=== Data shown ===
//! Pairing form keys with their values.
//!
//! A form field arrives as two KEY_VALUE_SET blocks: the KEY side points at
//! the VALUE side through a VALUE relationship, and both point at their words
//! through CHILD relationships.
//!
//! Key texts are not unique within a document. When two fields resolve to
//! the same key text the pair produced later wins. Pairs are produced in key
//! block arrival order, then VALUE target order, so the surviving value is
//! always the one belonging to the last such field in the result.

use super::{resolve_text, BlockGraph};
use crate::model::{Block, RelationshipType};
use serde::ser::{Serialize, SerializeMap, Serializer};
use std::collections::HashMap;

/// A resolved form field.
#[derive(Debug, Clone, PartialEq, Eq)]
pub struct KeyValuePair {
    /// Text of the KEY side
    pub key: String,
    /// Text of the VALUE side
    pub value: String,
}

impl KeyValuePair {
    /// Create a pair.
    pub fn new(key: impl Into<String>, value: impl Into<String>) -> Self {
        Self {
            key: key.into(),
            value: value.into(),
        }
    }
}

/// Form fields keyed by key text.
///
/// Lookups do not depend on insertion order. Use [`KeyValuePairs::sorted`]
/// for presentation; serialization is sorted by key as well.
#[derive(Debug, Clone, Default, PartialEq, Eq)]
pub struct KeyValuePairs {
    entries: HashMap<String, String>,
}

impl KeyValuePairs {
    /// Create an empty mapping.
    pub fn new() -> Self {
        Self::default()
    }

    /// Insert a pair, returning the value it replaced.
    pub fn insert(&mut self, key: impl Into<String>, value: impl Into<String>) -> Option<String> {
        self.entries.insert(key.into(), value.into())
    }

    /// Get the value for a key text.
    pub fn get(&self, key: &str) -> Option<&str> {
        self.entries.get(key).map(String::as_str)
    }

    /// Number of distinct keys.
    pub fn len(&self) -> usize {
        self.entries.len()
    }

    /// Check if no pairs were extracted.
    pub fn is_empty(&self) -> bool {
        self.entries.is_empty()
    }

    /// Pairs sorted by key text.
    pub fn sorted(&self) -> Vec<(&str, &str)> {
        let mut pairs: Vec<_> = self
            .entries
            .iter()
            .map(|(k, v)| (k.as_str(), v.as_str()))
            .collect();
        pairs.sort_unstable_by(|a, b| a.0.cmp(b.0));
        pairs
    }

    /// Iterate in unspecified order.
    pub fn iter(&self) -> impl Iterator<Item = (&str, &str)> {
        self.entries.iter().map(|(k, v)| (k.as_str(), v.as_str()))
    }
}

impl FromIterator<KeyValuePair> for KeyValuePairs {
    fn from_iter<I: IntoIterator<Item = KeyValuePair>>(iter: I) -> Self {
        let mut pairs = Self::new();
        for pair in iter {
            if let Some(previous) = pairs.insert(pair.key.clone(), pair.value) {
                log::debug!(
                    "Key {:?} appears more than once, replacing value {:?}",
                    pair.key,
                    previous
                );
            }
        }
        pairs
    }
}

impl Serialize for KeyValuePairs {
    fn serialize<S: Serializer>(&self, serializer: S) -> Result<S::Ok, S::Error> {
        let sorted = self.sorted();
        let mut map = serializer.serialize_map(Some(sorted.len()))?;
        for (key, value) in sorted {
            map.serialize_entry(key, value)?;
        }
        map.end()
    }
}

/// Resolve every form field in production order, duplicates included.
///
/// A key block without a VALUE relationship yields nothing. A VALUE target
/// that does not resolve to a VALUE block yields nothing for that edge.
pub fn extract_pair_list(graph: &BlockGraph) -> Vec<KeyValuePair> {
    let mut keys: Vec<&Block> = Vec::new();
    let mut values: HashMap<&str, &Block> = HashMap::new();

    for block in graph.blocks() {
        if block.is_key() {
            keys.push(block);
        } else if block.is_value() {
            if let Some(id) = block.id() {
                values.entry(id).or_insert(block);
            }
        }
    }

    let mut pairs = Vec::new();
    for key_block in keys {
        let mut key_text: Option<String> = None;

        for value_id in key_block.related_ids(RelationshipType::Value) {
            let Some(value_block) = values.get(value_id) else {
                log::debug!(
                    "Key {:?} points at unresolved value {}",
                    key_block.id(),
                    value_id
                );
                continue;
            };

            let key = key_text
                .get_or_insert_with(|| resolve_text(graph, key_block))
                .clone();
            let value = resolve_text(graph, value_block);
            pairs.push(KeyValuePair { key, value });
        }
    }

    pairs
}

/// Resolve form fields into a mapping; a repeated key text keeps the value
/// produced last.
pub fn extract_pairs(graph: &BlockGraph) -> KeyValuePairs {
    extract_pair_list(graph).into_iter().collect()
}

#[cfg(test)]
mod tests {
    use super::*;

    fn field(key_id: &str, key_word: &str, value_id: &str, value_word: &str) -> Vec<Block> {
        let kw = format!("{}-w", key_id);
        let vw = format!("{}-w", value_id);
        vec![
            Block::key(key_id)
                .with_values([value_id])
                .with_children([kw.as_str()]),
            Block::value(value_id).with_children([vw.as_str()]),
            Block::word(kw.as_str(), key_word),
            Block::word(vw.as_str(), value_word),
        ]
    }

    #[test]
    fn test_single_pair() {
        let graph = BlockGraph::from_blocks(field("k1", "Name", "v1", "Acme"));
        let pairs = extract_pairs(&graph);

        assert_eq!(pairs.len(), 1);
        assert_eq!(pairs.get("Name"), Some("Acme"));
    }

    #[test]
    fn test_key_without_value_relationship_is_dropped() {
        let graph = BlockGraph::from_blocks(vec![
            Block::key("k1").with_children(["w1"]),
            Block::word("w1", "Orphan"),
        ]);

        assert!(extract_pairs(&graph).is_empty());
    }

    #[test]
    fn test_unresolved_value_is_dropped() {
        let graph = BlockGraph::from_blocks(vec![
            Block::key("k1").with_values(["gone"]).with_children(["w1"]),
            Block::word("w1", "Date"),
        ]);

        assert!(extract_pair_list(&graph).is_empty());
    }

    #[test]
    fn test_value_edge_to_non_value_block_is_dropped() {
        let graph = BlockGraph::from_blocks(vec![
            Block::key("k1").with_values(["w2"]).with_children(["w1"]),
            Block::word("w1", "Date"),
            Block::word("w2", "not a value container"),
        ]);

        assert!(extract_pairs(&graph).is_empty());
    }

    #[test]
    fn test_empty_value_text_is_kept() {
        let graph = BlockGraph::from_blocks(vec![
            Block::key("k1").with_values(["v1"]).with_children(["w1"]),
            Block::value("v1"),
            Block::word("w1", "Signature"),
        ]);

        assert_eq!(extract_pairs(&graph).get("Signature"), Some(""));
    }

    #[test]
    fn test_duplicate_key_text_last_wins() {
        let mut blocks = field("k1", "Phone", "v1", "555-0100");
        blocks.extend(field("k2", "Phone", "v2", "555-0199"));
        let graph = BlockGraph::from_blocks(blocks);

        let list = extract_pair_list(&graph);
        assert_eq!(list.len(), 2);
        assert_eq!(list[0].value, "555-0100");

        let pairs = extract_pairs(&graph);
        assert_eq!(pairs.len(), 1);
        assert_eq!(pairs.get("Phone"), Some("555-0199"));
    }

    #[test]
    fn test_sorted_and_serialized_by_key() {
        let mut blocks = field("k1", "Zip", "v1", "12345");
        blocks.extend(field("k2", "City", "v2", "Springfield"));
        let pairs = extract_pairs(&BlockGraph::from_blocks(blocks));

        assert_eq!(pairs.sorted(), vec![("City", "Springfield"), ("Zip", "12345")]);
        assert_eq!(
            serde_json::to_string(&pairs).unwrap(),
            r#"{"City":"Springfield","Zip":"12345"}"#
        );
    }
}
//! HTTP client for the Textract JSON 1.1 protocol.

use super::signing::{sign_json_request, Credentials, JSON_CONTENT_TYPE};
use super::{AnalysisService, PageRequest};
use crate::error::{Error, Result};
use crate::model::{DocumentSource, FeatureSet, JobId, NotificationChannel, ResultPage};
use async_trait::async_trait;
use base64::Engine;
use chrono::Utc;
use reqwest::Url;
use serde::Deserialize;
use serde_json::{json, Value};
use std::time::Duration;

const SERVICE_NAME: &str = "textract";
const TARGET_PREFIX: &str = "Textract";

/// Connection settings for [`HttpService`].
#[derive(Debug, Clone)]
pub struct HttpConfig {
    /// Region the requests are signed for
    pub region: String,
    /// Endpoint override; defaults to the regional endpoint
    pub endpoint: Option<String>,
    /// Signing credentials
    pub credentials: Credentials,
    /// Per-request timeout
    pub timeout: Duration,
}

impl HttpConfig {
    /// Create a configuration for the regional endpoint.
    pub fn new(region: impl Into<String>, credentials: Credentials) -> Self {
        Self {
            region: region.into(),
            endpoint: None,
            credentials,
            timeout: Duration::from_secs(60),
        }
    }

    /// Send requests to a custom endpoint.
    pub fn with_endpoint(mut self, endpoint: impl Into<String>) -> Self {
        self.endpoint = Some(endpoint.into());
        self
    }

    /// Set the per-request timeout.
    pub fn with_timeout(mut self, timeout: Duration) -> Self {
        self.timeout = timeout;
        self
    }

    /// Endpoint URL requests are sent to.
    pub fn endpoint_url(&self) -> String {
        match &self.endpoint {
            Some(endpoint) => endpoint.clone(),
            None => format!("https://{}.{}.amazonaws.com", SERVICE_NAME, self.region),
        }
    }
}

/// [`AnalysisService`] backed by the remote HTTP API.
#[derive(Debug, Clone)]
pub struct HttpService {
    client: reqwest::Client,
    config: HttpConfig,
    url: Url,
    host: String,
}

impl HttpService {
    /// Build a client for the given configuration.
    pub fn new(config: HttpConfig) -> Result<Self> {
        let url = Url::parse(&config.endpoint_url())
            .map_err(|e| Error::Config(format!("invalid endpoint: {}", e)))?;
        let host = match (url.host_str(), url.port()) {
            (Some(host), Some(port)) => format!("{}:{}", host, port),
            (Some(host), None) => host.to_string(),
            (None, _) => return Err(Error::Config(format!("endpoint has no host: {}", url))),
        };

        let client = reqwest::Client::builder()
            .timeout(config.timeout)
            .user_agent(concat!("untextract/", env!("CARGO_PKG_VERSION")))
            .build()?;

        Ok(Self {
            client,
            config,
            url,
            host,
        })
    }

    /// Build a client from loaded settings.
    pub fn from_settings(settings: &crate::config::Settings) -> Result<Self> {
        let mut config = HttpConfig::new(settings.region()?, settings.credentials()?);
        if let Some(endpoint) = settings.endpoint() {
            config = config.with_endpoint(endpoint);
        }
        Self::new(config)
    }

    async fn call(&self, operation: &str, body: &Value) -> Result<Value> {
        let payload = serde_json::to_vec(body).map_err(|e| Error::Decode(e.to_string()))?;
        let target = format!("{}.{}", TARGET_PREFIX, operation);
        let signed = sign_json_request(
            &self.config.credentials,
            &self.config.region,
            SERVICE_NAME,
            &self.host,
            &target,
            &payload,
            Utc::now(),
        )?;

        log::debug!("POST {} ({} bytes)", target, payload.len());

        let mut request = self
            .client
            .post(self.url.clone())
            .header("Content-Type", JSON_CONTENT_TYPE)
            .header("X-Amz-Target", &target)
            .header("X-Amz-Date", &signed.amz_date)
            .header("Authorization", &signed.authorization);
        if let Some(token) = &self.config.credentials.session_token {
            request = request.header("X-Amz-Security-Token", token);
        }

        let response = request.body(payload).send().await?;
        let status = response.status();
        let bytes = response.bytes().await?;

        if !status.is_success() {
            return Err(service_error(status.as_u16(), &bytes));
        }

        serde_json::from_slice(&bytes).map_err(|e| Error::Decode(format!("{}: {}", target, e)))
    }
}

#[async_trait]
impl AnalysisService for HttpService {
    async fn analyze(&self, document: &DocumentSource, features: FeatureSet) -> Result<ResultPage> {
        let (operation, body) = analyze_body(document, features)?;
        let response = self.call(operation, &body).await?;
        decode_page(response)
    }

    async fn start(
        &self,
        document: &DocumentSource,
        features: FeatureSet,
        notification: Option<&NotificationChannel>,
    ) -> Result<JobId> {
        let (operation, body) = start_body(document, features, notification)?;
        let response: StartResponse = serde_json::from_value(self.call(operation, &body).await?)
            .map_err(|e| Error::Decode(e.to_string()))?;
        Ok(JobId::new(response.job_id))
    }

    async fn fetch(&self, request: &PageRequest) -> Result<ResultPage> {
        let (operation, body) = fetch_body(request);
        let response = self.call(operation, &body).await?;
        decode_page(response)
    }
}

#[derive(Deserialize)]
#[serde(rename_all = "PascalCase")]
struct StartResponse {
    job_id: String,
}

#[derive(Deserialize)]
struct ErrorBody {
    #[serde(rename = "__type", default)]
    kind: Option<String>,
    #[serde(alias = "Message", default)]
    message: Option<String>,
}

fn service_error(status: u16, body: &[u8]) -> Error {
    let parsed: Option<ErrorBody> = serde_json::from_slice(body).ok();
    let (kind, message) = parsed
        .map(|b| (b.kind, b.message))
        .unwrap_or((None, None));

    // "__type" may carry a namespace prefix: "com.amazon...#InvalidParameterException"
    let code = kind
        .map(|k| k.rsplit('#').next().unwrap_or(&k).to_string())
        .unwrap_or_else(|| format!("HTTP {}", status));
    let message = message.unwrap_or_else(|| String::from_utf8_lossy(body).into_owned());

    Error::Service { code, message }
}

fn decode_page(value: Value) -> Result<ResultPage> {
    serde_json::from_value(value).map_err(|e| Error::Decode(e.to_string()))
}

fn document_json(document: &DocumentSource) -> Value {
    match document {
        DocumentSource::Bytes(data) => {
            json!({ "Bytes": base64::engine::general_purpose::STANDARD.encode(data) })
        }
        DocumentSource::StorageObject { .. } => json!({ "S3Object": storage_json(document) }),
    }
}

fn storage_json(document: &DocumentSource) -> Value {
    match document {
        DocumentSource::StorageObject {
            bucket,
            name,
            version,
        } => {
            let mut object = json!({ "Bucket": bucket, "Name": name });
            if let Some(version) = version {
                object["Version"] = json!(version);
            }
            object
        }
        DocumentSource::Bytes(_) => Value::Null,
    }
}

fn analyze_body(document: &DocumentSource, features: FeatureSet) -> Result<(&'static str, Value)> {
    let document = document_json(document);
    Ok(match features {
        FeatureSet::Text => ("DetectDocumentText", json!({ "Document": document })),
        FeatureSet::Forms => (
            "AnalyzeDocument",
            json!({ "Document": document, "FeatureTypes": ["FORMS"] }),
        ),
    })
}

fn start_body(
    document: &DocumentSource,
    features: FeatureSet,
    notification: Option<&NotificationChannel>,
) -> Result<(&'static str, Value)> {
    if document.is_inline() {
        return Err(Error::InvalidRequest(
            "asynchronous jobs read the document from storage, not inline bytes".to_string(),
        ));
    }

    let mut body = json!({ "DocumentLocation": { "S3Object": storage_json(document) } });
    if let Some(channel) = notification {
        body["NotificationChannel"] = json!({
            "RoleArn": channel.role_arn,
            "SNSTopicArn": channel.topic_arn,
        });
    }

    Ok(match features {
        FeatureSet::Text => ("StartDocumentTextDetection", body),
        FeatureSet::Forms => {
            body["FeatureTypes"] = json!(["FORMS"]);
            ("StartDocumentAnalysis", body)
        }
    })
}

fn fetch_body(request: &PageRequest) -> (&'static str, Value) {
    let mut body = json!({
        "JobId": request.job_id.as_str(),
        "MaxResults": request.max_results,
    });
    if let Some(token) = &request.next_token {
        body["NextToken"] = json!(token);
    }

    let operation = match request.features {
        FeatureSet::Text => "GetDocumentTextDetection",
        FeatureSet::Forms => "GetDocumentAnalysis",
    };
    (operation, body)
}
===
[Task item]:
Within the data above, the lines from the one with "of the VALUE side" to the one with "impl FromIterator<KeyValuePair> for" must be repeated exactly; no other line belongs in the answer.

[Result for this exercise]:
    /// Text of the VALUE side
    pub value: String,
}

impl KeyValuePair {
    /// Create a pair.
    pub fn new(key: impl Into<String>, value: impl Into<String>) -> Self {
        Self {
            key: key.into(),
            value: value.into(),
        }
    }
}

/// Form fields keyed by key text.
///
/// Lookups do not depend on insertion order. Use [`KeyValuePairs::sorted`]
/// for presentation; serialization is sorted by key as well.
#[derive(Debug, Clone, Default, PartialEq, Eq)]
pub struct KeyValuePairs {
    entries: HashMap<String, String>,
}

impl KeyValuePairs {
    /// Create an empty mapping.
    pub fn new() -> Self {
        Self::default()
    }

    /// Insert a pair, returning the value it replaced.
    pub fn insert(&mut self, key: impl Into<String>, value: impl Into<String>) -> Option<String> {
        self.entries.insert(key.into(), value.into())
    }

    /// Get the value for a key text.
    pub fn get(&self, key: &str) -> Option<&str> {
        self.entries.get(key).map(String::as_str)
    }

    /// Number of distinct keys.
    pub fn len(&self) -> usize {
        self.entries.len()
    }

    /// Check if no pairs were extracted.
    pub fn is_empty(&self) -> bool {
        self.entries.is_empty()
    }

    /// Pairs sorted by key text.
    pub fn sorted(&self) -> Vec<(&str, &str)> {
        let mut pairs: Vec<_> = self
            .entries
            .iter()
            .map(|(k, v)| (k.as_str(), v.as_str()))
            .collect();
        pairs.sort_unstable_by(|a, b| a.0.cmp(b.0));
        pairs
    }

    /// Iterate in unspecified order.
    pub fn iter(&self) -> impl Iterator<Item = (&str, &str)> {
        self.entries.iter().map(|(k, v)| (k.as_str(), v.as_str()))
    }
}

impl FromIterator<KeyValuePair> for KeyValuePairs {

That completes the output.